Arthur Wood (7 July 1937 - 3 November 2006) was a British blues, pop and rock singer, who led The Artwoods in the 1960s and subsequently became a graphic artist. He was the brother of Ronnie Wood of the Rolling Stones.

==Early life==
Born in 1937, Wood grew up in the village of Yiewsley, Middlesex. Wood came from a family of canal Bargees of England. He was the oldest son of Arthur "Archie" Wood and Lizzie Dyer Wood, his two younger brothers were musicians Ted and Ron Wood. In 1950 he enrolled at the Ealing School of Art where he developed his musical interests, as well as taking a keen interest in graphic design and fine art.

==Career==
In 1955 he started two years of National Service; he was posted to Devizes, Wiltshire, where he formed a skiffle group. In 1958, after he had returned to London, he formed his own R&B group, the Art Wood Combo, playing versions of songs by Chuck Berry, Fats Domino and others.

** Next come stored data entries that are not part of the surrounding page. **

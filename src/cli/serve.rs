use crate::{config::BridgeSettings, error, server, success};

pub async fn serve() {
    let settings = match BridgeSettings::from_env() {
        Ok(settings) => settings,
        Err(e) => error!("Cannot configure the auth bridge. Err: {}", e),
    };

    success!("Auth bridge starting on {}", settings.server_address);
    if let Err(e) = server::start_api_server(settings).await {
        error!("Auth bridge stopped. Err: {}", e);
    }
}
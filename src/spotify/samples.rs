//! Tracks served when no Spotify data can be obtained.
//!
//! The general samples carry no preview of their own; their ids are keys of
//! the bundled fallback catalog, which supplies the audio.

use crate::types::{Track, TrackAlbum, TrackArtist};

fn sample(
    id: &str,
    title: &str,
    artist: &str,
    album: &str,
    cover: &str,
    preview: Option<&str>,
) -> Track {
    Track {
        id: id.to_string(),
        title: title.to_string(),
        artist: TrackArtist {
            name: artist.to_string(),
        },
        album: TrackAlbum {
            title: album.to_string(),
            cover_medium: Some(format!(
                "https://e-cdns-images.dzcdn.net/images/cover/{cover}/250x250-000000-80-0-0.jpg"
            )),
        },
        preview: preview.map(str::to_string),
    }
}

pub fn sample_tracks() -> Vec<Track> {
    vec![
        sample(
            "hindi1",
            "Raataan Lambiyan",
            "Jubin Nautiyal, Asees Kaur",
            "Shershaah",
            "30d377c78edd4694c2979a83a707da4e",
            None,
        ),
        sample(
            "hindi2",
            "Kesariya",
            "Arijit Singh",
            "Brahmastra",
            "9c3068df4f608e6a086e9e5fd22b95ab",
            None,
        ),
        sample(
            "hindi3",
            "Chaiyya Chaiyya",
            "Sukhwinder Singh, Sapna Awasthi",
            "Dil Se",
            "3ed374dbce1f41bac103f1c0574a1063",
            None,
        ),
        sample(
            "hindi4",
            "Kala Chashma",
            "Amar Arshi, Badshah, Neha Kakkar",
            "Baar Baar Dekho",
            "e8c3e169b837cf489725f92860805748",
            None,
        ),
        sample(
            "english1",
            "Happy",
            "Pharrell Williams",
            "G I R L",
            "b72d2a95edb26290b0ed1d50f3abe9e2",
            None,
        ),
        sample(
            "english2",
            "Blinding Lights",
            "The Weeknd",
            "After Hours",
            "fd00ebd6d30d7253a0d32cbef62e8990",
            None,
        ),
        sample(
            "english3",
            "Dance Monkey",
            "Tones and I",
            "The Kids Are Coming",
            "a95cbeb974c4a7a18bfbd95e31f07bc1",
            None,
        ),
    ]
}

pub fn hindi_sample_tracks() -> Vec<Track> {
    vec![
        sample(
            "701",
            "Raataan Lambiyan",
            "Jubin Nautiyal, Asees Kaur",
            "Shershaah",
            "30d377c78edd4694c2979a83a707da4e",
            Some("https://cdns-preview-7.dzcdn.net/stream/c-74e01b78405a3c3b922035b718de4a00-3.mp3"),
        ),
        sample(
            "702",
            "Kesariya",
            "Arijit Singh",
            "Brahmastra",
            "9c3068df4f608e6a086e9e5fd22b95ab",
            Some("https://cdns-preview-d.dzcdn.net/stream/c-d63da5a566c95c8da93545fae423cc0f-3.mp3"),
        ),
        sample(
            "703",
            "Chaiyya Chaiyya",
            "Sukhwinder Singh, Sapna Awasthi",
            "Dil Se",
            "3ed374dbce1f41bac103f1c0574a1063",
            Some("https://cdns-preview-7.dzcdn.net/stream/c-7aa136ec7d02b409bb4f79042633853b-5.mp3"),
        ),
    ]
}
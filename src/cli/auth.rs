use tokio::io::{AsyncBufReadExt, BufReader};

use crate::{error, info, success, utils, warning};

use super::Session;

/// Links a Spotify account.
///
/// Opens the authorization page, then waits for the dashboard URL the bridge
/// redirected to. Its fragment carries the token grant and is consumed once.
pub async fn link() {
    let session = Session::open().await;

    let Some(url) = session.discovery.login_url().await else {
        error!(
            "Auth bridge at {} did not return a login URL. Is `moodtune serve` running?",
            session.settings.api_url
        );
    };

    if webbrowser::open(&url).is_err() {
        warning!("Could not open a browser.");
    }
    info!("Authorize in the browser or open this URL:\n{}", url);
    info!("Paste the dashboard URL you were redirected to:");

    let mut line = String::new();
    let mut stdin = BufReader::new(tokio::io::stdin());
    if let Err(e) = stdin.read_line(&mut line).await {
        error!("Failed to read the redirect URL. Err: {}", e);
    }

    if let Some(reason) = line
        .split_once("error=")
        .map(|(_, rest)| rest.split(['&', '#']).next().unwrap_or_default().trim())
    {
        error!("Spotify authorization failed: {}", reason);
    }

    let mut fragment = utils::fragment_of(line.trim()).unwrap_or_default().to_string();
    match session.tokens.accept_fragment(&mut fragment).await {
        Ok(true) => success!("Spotify account linked."),
        Ok(false) => error!("The URL carries no access token."),
        Err(e) => error!("Failed to persist tokens. Err: {}", e),
    }
}

pub async fn logout() {
    let session = Session::open().await;
    if !session.tokens.is_linked().await {
        info!("No Spotify account linked.");
        return;
    }

    match session.tokens.logout().await {
        Ok(()) => success!("Spotify account unlinked."),
        Err(e) => error!("Failed to clear stored tokens. Err: {}", e),
    }
}
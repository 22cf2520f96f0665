use std::sync::Arc;

use axum::{Extension, Json};

use super::{BridgeError, BridgeState};
use crate::{spotify, types::LoginResponse};

/// `GET /api/spotify/login` - the authorization URL as `{ "redirectUrl": .. }`.
pub async fn login(
    Extension(state): Extension<Arc<BridgeState>>,
) -> Result<Json<LoginResponse>, BridgeError> {
    let redirect_url = spotify::auth::authorize_url(&state.settings)?;
    Ok(Json(LoginResponse { redirect_url }))
}
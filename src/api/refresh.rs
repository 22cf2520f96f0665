use std::sync::Arc;

use axum::{Extension, Json};

use super::{BridgeError, BridgeState};
use crate::{
    spotify,
    types::{RefreshRequest, TokenGrant},
};

/// `POST /api/spotify/refresh-token`
///
/// Body `{ "refresh_token": "..." }`. Answers with the new grant; its
/// `refresh_token` is only present when Spotify rotated it. A blank refresh
/// token is a 400, a rejection by Spotify is passed on with its status.
pub async fn refresh_token(
    Extension(state): Extension<Arc<BridgeState>>,
    Json(body): Json<RefreshRequest>,
) -> Result<Json<TokenGrant>, BridgeError> {
    if body.refresh_token.trim().is_empty() {
        return Err(BridgeError::BadRequest(
            "refresh_token is required".to_string(),
        ));
    }

    let grant =
        spotify::auth::refresh_grant(&state.http, &state.settings, &body.refresh_token).await?;
    Ok(Json(grant))
}
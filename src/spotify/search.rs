use reqwest::Client;
use tracing::debug;

use super::{ApiError, ensure_success};
use crate::{
    moods,
    types::{SpotifySearchResponse, Track},
};

pub const MAX_SEARCH_LIMIT: u32 = 50;

/// Searches the Web API for tracks on behalf of the caller's access token.
///
/// `limit` is clamped to `1..=50`, the range the search endpoint accepts.
pub async fn search_tracks(
    client: &Client,
    api_url: &str,
    access_token: &str,
    query: &str,
    limit: u32,
) -> Result<Vec<Track>, ApiError> {
    let limit = limit.clamp(1, MAX_SEARCH_LIMIT).to_string();
    let res = client
        .get(format!("{}/search", api_url.trim_end_matches('/')))
        .query(&[("q", query), ("type", "track"), ("limit", limit.as_str())])
        .bearer_auth(access_token)
        .send()
        .await?;

    let page: SpotifySearchResponse = ensure_success(res).await?.json().await?;
    debug!(query, results = page.tracks.items.len(), "search finished");
    Ok(page.tracks.items.into_iter().map(Track::from).collect())
}

/// Tracks matching the genres of `mood`.
///
/// The mood is turned into an OR of `genre:` filters (see
/// [`mood_query`](crate::moods::mood_query)); unknown moods use the genres
/// of `happy`.
///
/// # Arguments
///
/// * `client` - HTTP client used for the request
/// * `api_url` - Web API base, e.g. `https://api.spotify.com/v1`
/// * `access_token` - The caller's Spotify access token
/// * `mood` - Mood name, case-insensitive
/// * `limit` - Maximum number of tracks, clamped like [`search_tracks`]
///
/// # Returns
///
/// The mapped tracks, or [`ApiError::Unauthorized`] when Spotify rejects the
/// token.
pub async fn mood_tracks(
    client: &Client,
    api_url: &str,
    access_token: &str,
    mood: &str,
    limit: u32,
) -> Result<Vec<Track>, ApiError> {
    search_tracks(client, api_url, access_token, &moods::mood_query(mood), limit).await
}
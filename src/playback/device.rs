use std::fmt;

/// Identity of one load attempt.
///
/// Every source attached to the device gets a fresh generation. Events that
/// carry anything but the current ticket belong to a superseded load.
#[derive(Debug, Clone, PartialEq, Eq, Hash)]
pub struct LoadTicket {
    pub generation: u64,
    pub track_id: String,
}

/// Notifications emitted by a media device.
#[derive(Debug, Clone, PartialEq)]
pub enum MediaEvent {
    Loaded(LoadTicket),
    TimeUpdate {
        ticket: LoadTicket,
        position: f64,
        duration: f64,
    },
    Ended(LoadTicket),
    Error {
        ticket: LoadTicket,
        message: String,
    },
}

impl MediaEvent {
    pub fn ticket(&self) -> &LoadTicket {
        match self {
            MediaEvent::Loaded(ticket) | MediaEvent::Ended(ticket) => ticket,
            MediaEvent::TimeUpdate { ticket, .. } | MediaEvent::Error { ticket, .. } => ticket,
        }
    }
}

#[derive(Debug, Clone, PartialEq, Eq)]
pub struct DeviceError(pub String);

impl fmt::Display for DeviceError {
    fn fmt(&self, f: &mut fmt::Formatter<'_>) -> fmt::Result {
        write!(f, "media device error: {}", self.0)
    }
}

impl std::error::Error for DeviceError {}

/// The single audio output.
///
/// `load` replaces the attached source and returns immediately; the device
/// later reports `Loaded` or `Error` with the given ticket. `volume` is
/// always within `[0, 1]` when it reaches the device.
pub trait MediaDevice {
    /// Detaches the current source and starts loading `src`. Events of the
    /// new load carry `ticket`.
    fn load(&mut self, src: &str, ticket: LoadTicket);

    /// Starts or resumes output. An `Err` means the device refused to play
    /// the attached source at all.
    fn play(&mut self) -> Result<(), DeviceError>;

    fn pause(&mut self);

    /// Moves to `position` seconds. Non-finite values are ignored.
    fn seek(&mut self, position: f64);

    fn set_volume(&mut self, volume: f32);
}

By 1962, he was one of several singers regularly featured with Alexis Korner's Blues Incorporated, which also included Charlie Watts and Cyril Davies. However, as that group firmed up its line-up with Long John Baldry as the main lead singer, Wood formed his own group, which he now called The Artwoods. The group included organist Jon Lord (who would go on to form Deep Purple) and drummer Keef Hartley.

The Artwoods failed to make a major commercial breakthrough, and split up in 1967. In 1969 Wood formed the short-lived group Quiet Melon, with his brother Ronnie, Rod Stewart, Ronnie Lane, Kenney Jones, Ian McLagan and Kim Gardner. They recorded four songs and delivered the tapes to Fontana Records, who turned them down and cancelled Wood's contract. He then semi-retired from the music business; Gardner later went on to form Ashton, Gardner & Dyke; and the other members of the group carried on to become The Faces.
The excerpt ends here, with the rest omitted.